Directions for this task - Which of the lines in the listing that follows hold "IndexServiceConfig"? Pull each one out.

Material provided -
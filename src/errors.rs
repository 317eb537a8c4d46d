// This Source Code Form is subject to the terms of the Mozilla Public
// License, v. 2.0. If a copy of the MPL was not distributed with this
// file, You can obtain one at http://mozilla.org/MPL/2.0/.

//! Error types.  A `ConfigurationError` means a run was refused before
//! it began; a `DatasetError` means the named parameter set could not
//! be produced at all.

use failure::Fail;

/// Raised synchronously when the parameters of a run cannot produce a
/// meaningful render.  A run that fails validation never starts.
#[derive(Debug, Fail, Clone, PartialEq)]
pub enum ConfigurationError {
    /// A gradient needs at least two anchors to interpolate between.
    #[fail(display = "a palette needs at least 2 control points, got {}", count)]
    TooFewControlPoints {
        /// How many control points were supplied.
        count: usize,
    },

    /// Control point positions must be strictly increasing.
    #[fail(
        display = "palette control point {} is not after the one before it",
        index
    )]
    UnorderedControlPoints {
        /// Index of the first offending control point.
        index: usize,
    },

    /// Control point positions live on the unit interval.
    #[fail(
        display = "palette control point {} has position {}, outside [0, 1]",
        index, position
    )]
    ControlPointOutOfRange {
        /// Index of the offending control point.
        index: usize,
        /// The position it was given.
        position: f64,
    },

    /// The map only has dihedral symmetry for n of three or more.
    #[fail(display = "symmetry order must be at least 3, got {}", n)]
    SymmetryOrder {
        /// The requested order.
        n: u32,
    },

    /// The δ term's rotation order n·p must fit the iteration counter.
    #[fail(display = "rotation order {}·{} is too large", n, p)]
    RotationOrder {
        /// The symmetry order.
        n: u32,
        /// The secondary rotation multiplier.
        p: u32,
    },

    /// The raster has no pixels to draw on.
    #[fail(display = "raster must be non-empty, got {}x{}", width, height)]
    RasterSize {
        /// Raster width in pixels.
        width: usize,
        /// Raster height in pixels.
        height: usize,
    },

    /// The plotted region must have a finite, positive size.
    #[fail(display = "extent must be finite and positive, got {}", extent)]
    Extent {
        /// The requested extent.
        extent: f64,
    },

    /// The saturation cap must allow at least one hit.
    #[fail(display = "max hit must be at least 1")]
    MaxHit,

    /// Every tick must make progress.
    #[fail(display = "tick iterations must be at least 1")]
    TickIterations,
}

/// Raised when a named dataset cannot be loaded from a catalog.
#[derive(Debug, Fail)]
pub enum DatasetError {
    /// The catalog file could not be read.
    #[fail(display = "could not read dataset catalog: {}", _0)]
    Io(#[cause] std::io::Error),

    /// The catalog is not valid JSON or does not match the dataset
    /// layout.
    #[fail(display = "could not parse dataset catalog: {}", _0)]
    Parse(#[cause] serde_json::Error),

    /// The catalog has no dataset by that name.
    #[fail(display = "unknown dataset '{}'", name)]
    UnknownDataset {
        /// The name that was asked for.
        name: String,
    },
}

impl From<std::io::Error> for DatasetError {
    fn from(err: std::io::Error) -> Self {
        DatasetError::Io(err)
    }
}

impl From<serde_json::Error> for DatasetError {
    fn from(err: serde_json::Error) -> Self {
        DatasetError::Parse(err)
    }
}
//! Token-bucket rate limiting for the embedding budget.
//!
//! The bucket is the one piece of cross-user state in the engine:
//! capacity is the per-minute budget, refilled continuously per second.

use crate::error::{Error, Result};
use crate::provider::{EmbeddingKind, EmbeddingProvider};
use async_trait::async_trait;
use std::sync::Mutex;
use std::time::Instant;
use tracing::debug;

/// Continuous-refill token bucket.
pub struct TokenBucket {
    capacity: f64,
    refill_per_sec: f64,
    state: Mutex<BucketState>,
}

struct BucketState {
    tokens: f64,
    last_refill: Instant,
}

impl TokenBucket {
    /// Create a bucket with the given per-minute budget.
    pub fn per_minute(rate: u32) -> Self {
        let capacity = rate.max(1) as f64;
        Self {
            capacity,
            refill_per_sec: capacity / 60.0,
            state: Mutex::new(BucketState {
                tokens: capacity,
                last_refill: Instant::now(),
            }),
        }
    }

    fn refill(&self, state: &mut BucketState) {
        let elapsed = state.last_refill.elapsed().as_secs_f64();
        state.tokens = (state.tokens + elapsed * self.refill_per_sec).min(self.capacity);
        state.last_refill = Instant::now();
    }

    /// Take `n` tokens, or report how long until they are available.
    pub fn try_acquire(&self, n: u32) -> Result<()> {
        let mut state = self.state.lock().unwrap_or_else(|e| e.into_inner());
        self.refill(&mut state);
        let needed = n as f64;
        if state.tokens >= needed {
            state.tokens -= needed;
            Ok(())
        } else {
            let missing = needed - state.tokens;
            let retry_after_ms = (missing / self.refill_per_sec * 1000.0).ceil() as u64;
            Err(Error::RateLimited { retry_after_ms })
        }
    }

    /// Tokens currently available (after refill).
    pub fn available(&self) -> f64 {
        let mut state = self.state.lock().unwrap_or_else(|e| e.into_inner());
        self.refill(&mut state);
        state.tokens
    }
}

/// Provider wrapper that enforces the shared embedding budget.
///
/// Exhaustion surfaces as [`Error::RateLimited`] with the announced
/// retry-after; callers (the batch ingestion path) pause for it rather
/// than the wrapper sleeping silently.
pub struct RateLimitedProvider {
    inner: std::sync::Arc<dyn EmbeddingProvider>,
    bucket: std::sync::Arc<TokenBucket>,
}

impl RateLimitedProvider {
    /// Wrap `inner` with the given bucket.
    pub fn new(
        inner: std::sync::Arc<dyn EmbeddingProvider>,
        bucket: std::sync::Arc<TokenBucket>,
    ) -> Self {
        Self { inner, bucket }
    }
}

#[async_trait]
impl EmbeddingProvider for RateLimitedProvider {
    async fn embed(&self, text: &str, kind: EmbeddingKind) -> Result<Vec<f32>> {
        self.bucket.try_acquire(1)?;
        self.inner.embed(text, kind).await
    }

    async fn embed_batch(&self, texts: &[String], kind: EmbeddingKind) -> Result<Vec<Vec<f32>>> {
        self.bucket.try_acquire(texts.len() as u32)?;
        debug!(batch = texts.len(), "Rate budget acquired for batch");
        self.inner.embed_batch(texts, kind).await
    }

    fn dimensions(&self) -> usize {
        self.inner.dimensions()
    }

    fn name(&self) -> &str {
        self.inner.name()
    }

    fn model(&self) -> &str {
        self.inner.model()
    }
}

#[cfg(test)]
mod tests {
    use super::*;
    use crate::provider::HashingProvider;
    use std::sync::Arc;

    #[test]
    fn test_bucket_exhaustion_reports_retry_after() {
        let bucket = TokenBucket::per_minute(60);
        for _ in 0..60 {
            bucket.try_acquire(1).unwrap();
        }
        match bucket.try_acquire(1) {
            Err(Error::RateLimited { retry_after_ms }) => {
                assert!(retry_after_ms > 0);
                assert!(retry_after_ms <= 1_100);
            }
            other => panic!("expected RateLimited, got {other:?}"),
        }
    }

    #[test]
    fn test_bucket_refills() {
        let bucket = TokenBucket::per_minute(60_000); // 1000/s for a fast test
        for _ in 0..60 {
            bucket.try_acquire(1000).unwrap();
        }
        assert!(bucket.try_acquire(1000).is_err());
        std::thread::sleep(std::time::Duration::from_millis(50));
        assert!(bucket.available() > 0.0);
    }

    #[tokio::test]
    async fn test_rate_limited_provider_passthrough() {
        let inner = Arc::new(HashingProvider::new(32));
        let bucket = Arc::new(TokenBucket::per_minute(10));
        let provider = RateLimitedProvider::new(inner, bucket);

        let v = provider.embed("hello", EmbeddingKind::Content).await.unwrap();
        assert_eq!(v.len(), 32);
        assert_eq!(provider.dimensions(), 32);
        assert_eq!(provider.name(), "hashing");
    }

    #[tokio::test]
    async fn test_rate_limited_provider_exhausts() {
        let inner = Arc::new(HashingProvider::new(8));
        let bucket = Arc::new(TokenBucket::per_minute(2));
        let provider = RateLimitedProvider::new(inner, bucket);

        provider.embed("one", EmbeddingKind::Content).await.unwrap();
        provider.embed("two", EmbeddingKind::Content).await.unwrap();
        let err = provider.embed("three", EmbeddingKind::Content).await;
        assert!(matches!(err, Err(Error::RateLimited { .. })));
    }
}
//! The engine facade: explicit construction of the full component
//! graph, plus the convenience `remember`/`recall` surface.

use memvault_core::{EngineSettings, Memory};
use memvault_embed::{
    EmbeddingProvider, HashingProvider, HttpProvider, RateLimitedProvider, RetryPolicy, TokenBucket,
};
use memvault_graph::{
    EntityMemories, GraphExtractor, GraphSearchQuery, GraphSearchResult, GraphService, GraphStats,
    GraphStore, GraphUpdateResult, HeuristicExtractor, HttpExtractor, KnowledgeGraphManager,
    ProcessOptions,
};
use memvault_search::{
    AddTextOptions, CacheStats, HnswIndexService, IndexServiceConfig, SearchTextOptions,
    VectorManager, VectorSearchMatch,
};
use memvault_store::{
    BlobId, BlobStore, KeyedStore, LocalBlobStore, RemoteBlobStore, RoutedBlobStore,
    SqliteKeyedStore,
};
use serde_json::json;
use std::sync::Arc;
use std::time::Duration;
use thiserror::Error;
use tracing::info;

/// Embedding cache capacity (entries, not user indexes).
const EMBEDDING_CACHE_CAPACITY: usize = 2_048;

/// Engine-level error: whichever subsystem failed.
#[derive(Debug, Error)]
pub enum EngineError {
    /// Configuration error
    #[error(transparent)]
    Config(#[from] memvault_core::ConfigError),

    /// Storage subsystem error
    #[error(transparent)]
    Store(#[from] memvault_store::Error),

    /// Embedding subsystem error
    #[error(transparent)]
    Embed(#[from] memvault_embed::Error),

    /// Vector subsystem error
    #[error(transparent)]
    Search(#[from] memvault_search::Error),

    /// Graph subsystem error
    #[error(transparent)]
    Graph(#[from] memvault_graph::Error),
}

type Result<T> = std::result::Result<T, EngineError>;

/// Outcome of ingesting one memory.
#[derive(Debug)]
pub struct RememberOutcome {
    /// Vector id assigned in the user's index
    pub vector_id: u32,
    /// What the memory contributed to the knowledge graph
    pub graph: GraphUpdateResult,
}

/// Outcome of a recall query.
#[derive(Debug, Default)]
pub struct RecallResult {
    /// Semantic matches from the vector index
    pub matches: Vec<VectorSearchMatch>,
    /// Memory ids connected through the knowledge graph
    pub related_memories: Vec<String>,
}

/// A point-in-time view of per-user engine state.
#[derive(Debug)]
pub struct EngineStats {
    /// Buffered vectors not yet durable
    pub pending_vectors: usize,
    /// Snapshot version of the vector index
    pub index_version: u64,
    /// Embedding cache counters
    pub embedding_cache: CacheStats,
    /// Knowledge-graph statistics
    pub graph: GraphStats,
}

/// The assembled memory engine.
///
/// Construction is an explicit graph: stores, providers and services
/// are built here and handed to each other by constructor argument.
pub struct MemoryEngine {
    settings: EngineSettings,
    vectors: Arc<VectorManager>,
    graph: Arc<KnowledgeGraphManager>,
}

impl MemoryEngine {
    /// Build an engine from settings, creating the on-disk stores (or
    /// in-memory ones when `storage.in_memory` is set).
    pub async fn new(settings: EngineSettings) -> Result<Self> {
        settings.validate()?;

        // ── stores ──────────────────────────────────────────
        let op_timeout = Duration::from_millis(settings.storage.op_timeout_ms);
        let (keyed, local_blobs): (Arc<dyn KeyedStore>, LocalBlobStore) =
            if settings.storage.in_memory {
                (
                    Arc::new(memvault_store::MemoryKeyedStore::new()),
                    LocalBlobStore::in_memory().await?,
                )
            } else {
                let data_dir = settings
                    .storage
                    .data_dir
                    .clone()
                    .unwrap_or_else(memvault_core::default_data_dir);
                (
                    Arc::new(SqliteKeyedStore::from_path(&data_dir.join("store.db")).await?),
                    LocalBlobStore::from_path(&data_dir.join("blobs.db")).await?,
                )
            };
        let local_blobs = if settings.storage.blob_prefix == "demo" {
            local_blobs.with_demo_prefix()
        } else {
            local_blobs
        };
        let local: Arc<dyn BlobStore> = Arc::new(local_blobs);
        let blobs: Arc<dyn BlobStore> = match &settings.storage.remote_url {
            Some(url) => {
                let remote: Arc<dyn BlobStore> =
                    Arc::new(RemoteBlobStore::new(url.clone(), op_timeout)?);
                Arc::new(RoutedBlobStore::new(local, Some(remote)))
            }
            None => Arc::new(RoutedBlobStore::new(local, None)),
        };

        // ── embedding provider ──────────────────────────────
        let base: Arc<dyn EmbeddingProvider> = match settings.embedding.provider.as_str() {
            "http" => {
                let base_url = settings.embedding.base_url.clone().ok_or_else(|| {
                    memvault_embed::Error::NotConfigured(
                        "embedding.base_url is required for the http provider".to_string(),
                    )
                })?;
                Arc::new(HttpProvider::new(
                    base_url,
                    settings.embedding.api_key.clone(),
                    settings.embedding.model.clone(),
                    settings.embedding.dimension,
                    Duration::from_millis(settings.embedding.timeout_ms),
                    RetryPolicy {
                        max_retries: settings.embedding.max_retries,
                        ..RetryPolicy::default()
                    },
                )?)
            }
            _ => Arc::new(HashingProvider::new(settings.embedding.dimension)),
        };
        let bucket = Arc::new(TokenBucket::per_minute(
            settings.embedding.rate_limit_per_minute,
        ));
        let provider: Arc<dyn EmbeddingProvider> = Arc::new(RateLimitedProvider::new(base, bucket));

        // ── graph extractor ─────────────────────────────────
        let extractor: Arc<dyn GraphExtractor> = match settings.graph.extractor.as_str() {
            "http" => {
                let base_url = settings.graph.base_url.clone().ok_or_else(|| {
                    memvault_graph::Error::Extraction(
                        "graph.base_url is required for the http extractor".to_string(),
                    )
                })?;
                Arc::new(HttpExtractor::new(
                    base_url,
                    settings.graph.api_key.clone(),
                    settings.graph.model.clone(),
                    Duration::from_millis(settings.graph.extract_timeout_ms),
                )?)
            }
            _ => Arc::new(HeuristicExtractor::new()),
        };

        // ── services ────────────────────────────────────────
        let index_service = HnswIndexService::new(
            IndexServiceConfig::new(
                settings.index.clone(),
                settings.batch.clone(),
                settings.storage.op_timeout_ms,
            ),
            blobs,
            Arc::clone(&keyed),
        );
        let vectors = Arc::new(VectorManager::new(
            provider,
            index_service,
            EMBEDDING_CACHE_CAPACITY,
        ));
        let graph_service = Arc::new(GraphService::new(extractor, settings.graph.clone()));
        let graph_store = GraphStore::new(keyed, op_timeout);
        let graph = Arc::new(KnowledgeGraphManager::new(graph_service, graph_store));

        info!(
            provider = settings.embedding.provider,
            extractor = settings.graph.extractor,
            dimension = settings.index.dimension,
            "Memory engine assembled"
        );
        Ok(Self {
            settings,
            vectors,
            graph,
        })
    }

    /// Build an engine from pre-assembled components (custom wiring,
    /// tests).
    pub fn with_components(
        settings: EngineSettings,
        vectors: Arc<VectorManager>,
        graph: Arc<KnowledgeGraphManager>,
    ) -> Self {
        Self {
            settings,
            vectors,
            graph,
        }
    }

    /// The vector manager.
    pub fn vectors(&self) -> &Arc<VectorManager> {
        &self.vectors
    }

    /// The knowledge-graph manager.
    pub fn graph(&self) -> &Arc<KnowledgeGraphManager> {
        &self.graph
    }

    /// The settings the engine was built with.
    pub fn settings(&self) -> &EngineSettings {
        &self.settings
    }

    /// Ingest a memory: index its content and extract it into the
    /// user's knowledge graph.
    pub async fn remember(&self, memory: &Memory) -> Result<RememberOutcome> {
        let mut metadata = json!({
            "memory_id": memory.id,
            "category": memory.category,
            "created_at": memory.created_at.timestamp_millis(),
        });
        if let Some(importance) = memory.importance {
            metadata["importance"] = json!(importance);
        }
        if let Some(topic) = &memory.topic {
            metadata["topic"] = json!(topic);
        }
        if let Some(custom) = &memory.custom_metadata {
            metadata["custom"] = custom.clone();
        }

        let added = self
            .vectors
            .add_text_to_index(
                &memory.user_id,
                &memory.content,
                AddTextOptions {
                    metadata: Some(metadata),
                    ..AddTextOptions::default()
                },
            )
            .await?;
        let graph = self
            .graph
            .process_memory_for_graph(memory, ProcessOptions::default())
            .await?;
        Ok(RememberOutcome {
            vector_id: added.vector_id,
            graph,
        })
    }

    /// Semantic recall plus graph-connected memories.
    pub async fn recall(&self, user_id: &str, query: &str, k: usize) -> Result<RecallResult> {
        let search = self
            .vectors
            .search_similar_texts(
                user_id,
                query,
                SearchTextOptions {
                    k,
                    ..SearchTextOptions::default()
                },
            )
            .await?;

        let keywords: Vec<String> = query
            .split_whitespace()
            .filter(|w| w.chars().count() >= 2)
            .map(str::to_string)
            .collect();
        let related = if keywords.is_empty() {
            Vec::new()
        } else {
            self.graph
                .search_graph(
                    user_id,
                    GraphSearchQuery {
                        keywords: Some(keywords),
                        ..GraphSearchQuery::default()
                    },
                )
                .await?
                .related_memories
        };

        Ok(RecallResult {
            matches: search.matches,
            related_memories: related,
        })
    }

    /// Declarative graph search.
    pub async fn search_graph(
        &self,
        user_id: &str,
        query: GraphSearchQuery,
    ) -> Result<GraphSearchResult> {
        Ok(self.graph.search_graph(user_id, query).await?)
    }

    /// Which memories connect to an entity, and through what.
    pub async fn related_to_entity(
        &self,
        user_id: &str,
        entity_id: &str,
        max_hops: Option<usize>,
    ) -> Result<EntityMemories> {
        Ok(self
            .graph
            .find_memories_related_to_entity(user_id, entity_id, max_hops)
            .await?)
    }

    /// Drain a user's pending vector buffer to durable storage.
    pub async fn force_flush(&self, user_id: &str) -> Result<()> {
        Ok(self.vectors.force_flush_user(user_id).await?)
    }

    /// Persist a user's index, returning the snapshot blob id.
    pub async fn save_user(&self, user_id: &str) -> Result<BlobId> {
        Ok(self.vectors.save_user_index(user_id).await?)
    }

    /// Per-user stats across both subsystems.
    pub async fn stats(&self, user_id: &str) -> Result<EngineStats> {
        let service = self.vectors.index_service();
        Ok(EngineStats {
            pending_vectors: service.pending_len(user_id).await,
            index_version: service.version(user_id).await,
            embedding_cache: self.vectors.cache_stats(),
            graph: self.graph.get_graph_statistics(user_id).await?,
        })
    }

    /// Drop every trace of a user from both subsystems.
    pub async fn forget_user(&self, user_id: &str) -> Result<()> {
        self.vectors.clear_user_data(user_id).await?;
        self.graph.clear_user(user_id).await?;
        Ok(())
    }

    /// Flush all buffers and stop background work.
    pub async fn shutdown(&self) -> Result<()> {
        self.vectors.index_service().flush_all().await?;
        self.vectors.destroy().await;
        info!("Memory engine shut down");
        Ok(())
    }
}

Output -
    AddTextOptions, CacheStats, HnswIndexService, IndexServiceConfig, SearchTextOptions,
            IndexServiceConfig::new(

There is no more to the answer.